Collected data entries:
*** Block opens ***
// =============================================================================
// Signal Synthesizer — RSI + MACD + funding-rate confluence
// =============================================================================
//
// Combines the latest indicator scalars with the current funding rate and
// applies a strict two-rule decision table, evaluated in order (first match
// wins):
//
//   SELL  iff  RSI > 75  and  funding > 0.05%  and  MACD hist < 0
//   BUY   iff  RSI < 40  and  funding < 0      and  MACD hist > 0
//   otherwise WAIT
//
// The two branches point in opposite rate/overbought directions so only one
// can fire, but the evaluation order stays the defined tie-break should the
// thresholds ever be loosened.
//
// A single evaluation pass, no retries, no state across calls: the verdict is
// a pure function of the candle series and current cache contents.

use serde::Serialize;
use serde_json::json;
use tracing::warn;

use crate::exchange::client::normalize_symbol;
use crate::indicators::{macd, rsi};
use crate::market_data::{candle, Candle, MarketDataCache, MarketError};
use crate::types::{Action, PriceLevels, SignalResponse, SignalScores};

pub const RSI_PERIOD: usize = 14;
pub const MACD_FAST: usize = 12;
pub const MACD_SLOW: usize = 26;
pub const MACD_SIGNAL: usize = 9;

/// Trailing candle window for support/resistance extraction.
pub const LEVEL_WINDOW: usize = 60;

const SELL_RSI: f64 = 75.0;
const SELL_FUNDING: f64 = 0.0005;
const BUY_RSI: f64 = 40.0;

/// The synthesizer's complete output for one evaluation.
#[derive(Debug, Clone, PartialEq, Serialize)]
pub struct SignalVerdict {
    pub action: Action,
    pub scores: SignalScores,
    pub reasons: Vec<String>,
    pub levels: PriceLevels,
}

/// Evaluate the decision table over `candles` for `symbol` on `exchange`.
///
/// The funding rate is obtained through the cache; when it is absent
/// (unsupported exchange, or a failed fetch with nothing cached) the rule
/// evaluation uses `0.0` and the degradation is logged at the boundary.
///
/// Errors here never reach an end consumer as errors: the route layer
/// converts any failure into a `wait` response via
/// [`crate::api::rest`]'s degraded-signal path.
pub async fn calculate_signal(
    cache: &MarketDataCache,
    candles: &[Candle],
    symbol: &str,
    exchange: &str,
) -> Result<SignalVerdict, MarketError> {
    let closes = candle::closes(candles);
    if closes.is_empty() {
        return Err(MarketError::Computation(format!(
            "empty candle series for {symbol}"
        )));
    }

    let rsi_series = rsi(&closes, RSI_PERIOD);
    let macd_series = macd(&closes, MACD_FAST, MACD_SLOW, MACD_SIGNAL);

    let rsi_latest = rsi_series
        .last()
        .copied()
        .ok_or_else(|| MarketError::Computation("RSI series is empty".into()))?;
    let (dif_latest, dea_latest, hist_latest) = macd_series
        .latest()
        .ok_or_else(|| MarketError::Computation("MACD series is empty".into()))?;

    let funding_rate = match cache
        .fetch_funding_rate(&normalize_symbol(symbol), exchange)
        .await
    {
        Ok(Some(snapshot)) => snapshot.last_funding_rate,
        Ok(None) => {
            warn!(symbol, exchange, "funding rate unavailable — evaluating rules with 0.0");
            0.0
        }
        Err(e) => {
            warn!(
                symbol,
                exchange,
                error = %e,
                "funding fetch failed with no cached fallback — evaluating rules with 0.0"
            );
            0.0
        }
    };

    let (action, reasons) = decide(rsi_latest, funding_rate, hist_latest);

    Ok(SignalVerdict {
        action,
        scores: SignalScores {
            rsi: rsi_latest,
            funding: funding_rate,
            macd_hist: hist_latest,
            dif: dif_latest,
            dea: dea_latest,
        },
        reasons,
        levels: price_levels(candles),
    })
}

/// Apply the decision table to the three latest scalars.
fn decide(rsi_latest: f64, funding_rate: f64, hist_latest: f64) -> (Action, Vec<String>) {
    if rsi_latest > SELL_RSI && funding_rate > SELL_FUNDING && hist_latest < 0.0 {
        (
            Action::Sell,
            vec![
                "RSI>75 overbought".to_string(),
                "Funding>0.05% long overheated".to_string(),
                "MACD histogram turned negative, momentum weakening".to_string(),
            ],
        )
    } else if rsi_latest < BUY_RSI && funding_rate < 0.0 && hist_latest > 0.0 {
        (
            Action::Buy,
            vec![
                "RSI<40 oversold".to_string(),
                "Funding<0 short overheated".to_string(),
                "MACD histogram turned positive, momentum recovering".to_string(),
            ],
        )
    } else {
        (Action::Wait, vec!["No confluence detected".to_string()])
    }
}

/// Support = lowest low, resistance = highest high over the trailing
/// `min(LEVEL_WINDOW, len)` candles.
fn price_levels(candles: &[Candle]) -> PriceLevels {
    let window = LEVEL_WINDOW.min(candles.len());
    let tail = &candles[candles.len() - window..];

    let support = tail.iter().map(|c| c.low).fold(f64::INFINITY, f64::min);
    let resistance = tail
        .iter()
        .map(|c| c.high)
        .fold(f64::NEG_INFINITY, f64::max);

    PriceLevels {
        support,
        resistance,
    }
}

// -----------------------------------------------------------------------------
// Response assembly
// -----------------------------------------------------------------------------

/// Wrap a verdict in the wire-level signal payload.
pub fn to_response(
    verdict: SignalVerdict,
    symbol: &str,
    timeframe: &str,
    limit: u32,
    exchange: &str,
) -> SignalResponse {
    SignalResponse {
        symbol: symbol.to_string(),
        timeframe: timeframe.to_string(),
        action: verdict.action,
        scores: verdict.scores,
        reasons: verdict.reasons,
        levels: verdict.levels,
        meta: json!({ "limit": limit, "exchange": exchange }),
    }
}

/// Convert a pipeline failure into the degraded `wait` payload.
///
/// This is the only shape a consumer ever sees for a failed evaluation: the
/// failure text rides in `reasons` and `meta.error`, and the scores/levels
/// are zeroed.
pub fn degraded_response(
    symbol: &str,
    timeframe: &str,
    limit: u32,
    exchange: &str,
    error: &MarketError,
) -> SignalResponse {
    SignalResponse {
        symbol: symbol.to_string(),
        timeframe: timeframe.to_string(),
        action: Action::Wait,
        scores: SignalScores::default(),
        reasons: vec![format!("Signal calculation failed: {error}")],
        levels: PriceLevels::default(),
        meta: json!({
            "limit": limit,
            "exchange": exchange,
            "error": error.to_string(),
        }),
    }
}

// =============================================================================
// Unit Tests
// =============================================================================
#[cfg(test)]
mod tests {
    use super::*;
    use crate::market_data::MarketSource;
    use crate::types::FundingSnapshot;
    use async_trait::async_trait;
    use std::sync::Arc;
    use std::time::Duration;

    struct FixedFunding {
        rate: f64,
        fail: bool,
    }

    #[async_trait]
    impl MarketSource for FixedFunding {
        async fn fetch_candles(
            &self,
            _symbol: &str,
            _timeframe: &str,
            _limit: u32,
        ) -> anyhow::Result<Vec<Candle>> {
            anyhow::bail!("not used in these tests")
        }

        async fn fetch_funding(&self, symbol: &str) -> anyhow::Result<FundingSnapshot> {
            if self.fail {
                anyhow::bail!("simulated funding outage");
            }
            Ok(FundingSnapshot {
                symbol: symbol.to_string(),
                mark_price: 100.0,
                last_funding_rate: self.rate,
                next_funding_time: 0,
                time: 0,
            })
        }
    }

    fn cache_with_funding(rate: f64, fail: bool) -> MarketDataCache {
        let mut cache = MarketDataCache::new(Duration::from_secs(300), Duration::from_secs(300));
        cache.register_source("binance", Arc::new(FixedFunding { rate, fail }));
        cache
    }

    fn flat_candles(n: usize, price: f64) -> Vec<Candle> {
        (0..n)
            .map(|i| Candle::new(i as i64, price, price + 1.0, price - 1.0, price, 10.0))
            .collect()
    }

    // ---- decision table --------------------------------------------------

    #[test]
    fn overbought_positive_funding_negative_hist_sells() {
        let (action, reasons) = decide(80.0, 0.001, -0.5);
        assert_eq!(action, Action::Sell);
        assert_eq!(reasons[0], "RSI>75 overbought");
        assert_eq!(reasons.len(), 3);
    }

    #[test]
    fn oversold_negative_funding_positive_hist_buys() {
        let (action, reasons) = decide(30.0, -0.001, 0.5);
        assert_eq!(action, Action::Buy);
        assert_eq!(reasons[0], "RSI<40 oversold");
        assert_eq!(reasons.len(), 3);
    }

    #[test]
    fn neutral_rsi_waits_even_with_funding_pressure() {
        // The funding rule never fires alone: RSI must exceed 75 too.
        let (action, reasons) = decide(50.0, 0.001, -0.5);
        assert_eq!(action, Action::Wait);
        assert_eq!(reasons, vec!["No confluence detected".to_string()]);
    }

    #[test]
    fn sell_requires_all_three_conditions() {
        assert_eq!(decide(80.0, 0.0001, -0.5).0, Action::Wait); // funding too low
        assert_eq!(decide(80.0, 0.001, 0.5).0, Action::Wait); // hist positive
        assert_eq!(decide(74.9, 0.001, -0.5).0, Action::Wait); // rsi at boundary
    }

    #[test]
    fn buy_requires_strictly_negative_funding() {
        // funding == 0 must not satisfy the buy rule.
        assert_eq!(decide(30.0, 0.0, 0.5).0, Action::Wait);
    }

    // ---- price levels ----------------------------------------------------

    #[test]
    fn levels_over_trailing_window() {
        let mut candles = flat_candles(100, 50.0);
        // An extreme outside the 60-candle window must not count.
        candles[10].low = 1.0;
        candles[10].high = 1000.0;
        let levels = price_levels(&candles);
        assert_eq!(levels.support, 49.0);
        assert_eq!(levels.resistance, 51.0);
    }

    #[test]
    fn single_candle_levels_collapse_to_its_range() {
        let candles = vec![Candle::new(1, 10.0, 12.5, 9.5, 11.0, 5.0)];
        let levels = price_levels(&candles);
        assert_eq!(levels.support, 9.5);
        assert_eq!(levels.resistance, 12.5);
    }

    // ---- calculate_signal ------------------------------------------------

    #[tokio::test]
    async fn empty_series_is_computation_error() {
        let cache = cache_with_funding(0.0, false);
        let err = calculate_signal(&cache, &[], "BTC/USDT", "binance")
            .await
            .unwrap_err();
        assert!(matches!(err, MarketError::Computation(_)));
    }

    #[tokio::test]
    async fn flat_series_saturated_rsi_still_waits() {
        // RSI pegs at 100 on a flat series, but hist == 0 blocks the sell rule.
        let cache = cache_with_funding(0.001, false);
        let candles = flat_candles(80, 100.0);
        let verdict = calculate_signal(&cache, &candles, "BTC/USDT", "binance")
            .await
            .unwrap();
        assert_eq!(verdict.action, Action::Wait);
        assert!((verdict.scores.rsi - 100.0).abs() < 1e-9);
        assert!((verdict.scores.macd_hist).abs() < 1e-9);
        assert!((verdict.scores.funding - 0.001).abs() < 1e-12);
    }

    #[tokio::test]
    async fn absent_funding_evaluates_as_zero() {
        // Funding outage with nothing cached: the rate defaults to 0.0, so
        // the buy rule's `funding < 0` condition cannot fire by accident.
        let cache = cache_with_funding(0.0, true);
        let candles: Vec<Candle> = (0..80)
            .map(|i| {
                let p = 200.0 - i as f64; // steady decline => oversold RSI
                Candle::new(i as i64, p, p + 1.0, p - 1.0, p, 10.0)
            })
            .collect();
        let verdict = calculate_signal(&cache, &candles, "BTC/USDT", "binance")
            .await
            .unwrap();
        assert_eq!(verdict.scores.funding, 0.0);
        assert_ne!(verdict.action, Action::Buy);
    }

    // ---- response assembly -----------------------------------------------

    #[test]
    fn degraded_response_is_wait_with_error_marker() {
        let err = MarketError::Computation("empty candle series for BTC/USDT".into());
        let resp = degraded_response("BTC/USDT", "1h", 300, "binance", &err);
        assert_eq!(resp.action, Action::Wait);
        assert_eq!(resp.scores, SignalScores::default());
        assert!(resp.reasons[0].starts_with("Signal calculation failed:"));
        assert_eq!(resp.meta["limit"], 300);
        assert!(resp.meta["error"].as_str().unwrap().contains("empty candle series"));
    }

    #[test]
    fn response_meta_carries_limit_and_exchange() {
        let verdict = SignalVerdict {
            action: Action::Wait,
            scores: SignalScores::default(),
            reasons: vec!["No confluence detected".into()],
            levels: PriceLevels::default(),
        };
        let resp = to_response(verdict, "ETH/USDT", "4h", 100, "binance");
        assert_eq!(resp.symbol, "ETH/USDT");
        assert_eq!(resp.meta["exchange"], "binance");
        assert_eq!(resp.meta["limit"], 100);
    }

    #[tokio::test]
    async fn repeated_evaluation_is_byte_identical() {
        let cache = cache_with_funding(0.0002, false);
        let candles = flat_candles(70, 250.0);

        let a = calculate_signal(&cache, &candles, "ETH/USDT", "binance")
            .await
            .unwrap();
        let b = calculate_signal(&cache, &candles, "ETH/USDT", "binance")
            .await
            .unwrap();

        assert_eq!(a, b);
        assert_eq!(
            serde_json::to_string(&a).unwrap(),
            serde_json::to_string(&b).unwrap()
        );
    }
}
*** Block closes ***
* **What you need to do**: Which lines belong in the answer? Exactly those from the first line of the entries through the line holding "use serde_json::json;", inclusive, copied unchanged.

* **Answer space**:
// =============================================================================
// Signal Synthesizer — RSI + MACD + funding-rate confluence
// =============================================================================
//
// Combines the latest indicator scalars with the current funding rate and
// applies a strict two-rule decision table, evaluated in order (first match
// wins):
//
//   SELL  iff  RSI > 75  and  funding > 0.05%  and  MACD hist < 0
//   BUY   iff  RSI < 40  and  funding < 0      and  MACD hist > 0
//   otherwise WAIT
//
// The two branches point in opposite rate/overbought directions so only one
// can fire, but the evaluation order stays the defined tie-break should the
// thresholds ever be loosened.
//
// A single evaluation pass, no retries, no state across calls: the verdict is
// a pure function of the candle series and current cache contents.

use serde::Serialize;
use serde_json::json;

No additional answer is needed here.